Missieblog Filipijnen Manilla 2016

We are the world

We are the children

We are the ones who make a brighter day, so let’s start giving

There’s a choice we’re making

We’re saving our own lives

Kippenvelmoment als dit lied aan het eind van de missie samen met alle vrijwilligers en alle MCC-ers wordt gezongen, hand in hand. Daar midden in de sloppenwijk Tondo, boven op het dakterras van het huis van Bless the Children, Sint Martin de Porres, onze partner nu al voor het 5e jaar. Al anderhalve week, sinds onze aankomst in Manilla, is dit onze thuisbasis. Vergeten is even de vermoeidheid, de stroom van kinderen, ruim 900 totaal, die dag in dag uit zich verzamelden, met soms ellendige ziektebeelden en ernstige ondervoeding maar vaak getooid met het belangrijkste kenmerk van de Filipijnse bevolking: de stralende lach.

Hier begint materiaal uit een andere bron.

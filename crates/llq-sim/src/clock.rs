// crates/llq-sim/src/clock.rs

use std::sync::RwLock;
use std::time::Duration;

use chrono::{DateTime, TimeZone, Utc};

use llq_core::Clock;

/// A clock that only moves when told to.
///
/// Injected wherever the core takes a `Clock` so timeout and decay behavior
/// is reproducible across test runs.
pub struct SimulationClock {
    now: RwLock<DateTime<Utc>>,
}

impl SimulationClock {
    /// Start at a fixed, arbitrary epoch so timestamps are stable.
    pub fn new() -> Self {
        let start = Utc.with_ymd_and_hms(2024, 1, 1, 0, 0, 0).unwrap();
        SimulationClock {
            now: RwLock::new(start),
        }
    }

    /// Move the clock forward.
    pub fn advance(&self, delta: Duration) {
        let mut now = self.now.write().expect("clock lock poisoned");
        *now += chrono::Duration::from_std(delta).unwrap_or(chrono::Duration::zero());
    }
}

impl Default for SimulationClock {
    fn default() -> Self {
        Self::new()
    }
}

impl Clock for SimulationClock {
    fn now(&self) -> DateTime<Utc> {
        *self.now.read().expect("clock lock poisoned")
    }
}

#[cfg(test)]
mod tests {
    use super::*;

    #[test]
    fn test_clock_stands_still() {
        let clock = SimulationClock::new();
        let a = clock.now();
        let b = clock.now();
        assert_eq!(a, b);
    }

    #[test]
    fn test_advance_moves_time() {
        let clock = SimulationClock::new();
        let before = clock.now();
        clock.advance(Duration::from_secs(3001));
        let after = clock.now();
        assert_eq!((after - before).num_seconds(), 3001);
    }
}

Voor enkelen van ons, zoals organisatorisch missieleider Yvonne, medisch missieleider Marc, kinderlongarts Noor en kinderlongverpleegkundige Ans was Manilla een warm weerzien met de bekenden van vorige jaren: Eunice, het organisatorische hart van BtC, verpleegkundigen Luisa en Conny, Father Lito Bonifacio de vele vrijwilligers. Het grootste deel van de MCC- groep was echter nieuw, zoals huisarts Eefje en haar partner Tim (advocaat), kinderarts Leonie, as kinderarts Eveline, kinderverpleegkundige Nicole, assistent kindergeneeskunde (nog) niet in opleiding Nathalie, FMO-bankier David en “real estate” man Dirk. Een bont en divers gezelschap, wat binnen een aantal dagen een goed geolied team zal blijken te zijn. Met name is er veel bewondering voor degenen voor wie het medische vak een onontgonnen terrein is: David en Dirk prikken bloed alsof ze nooit anders gedaan hebben en Tim heeft volledige controle over de apotheek.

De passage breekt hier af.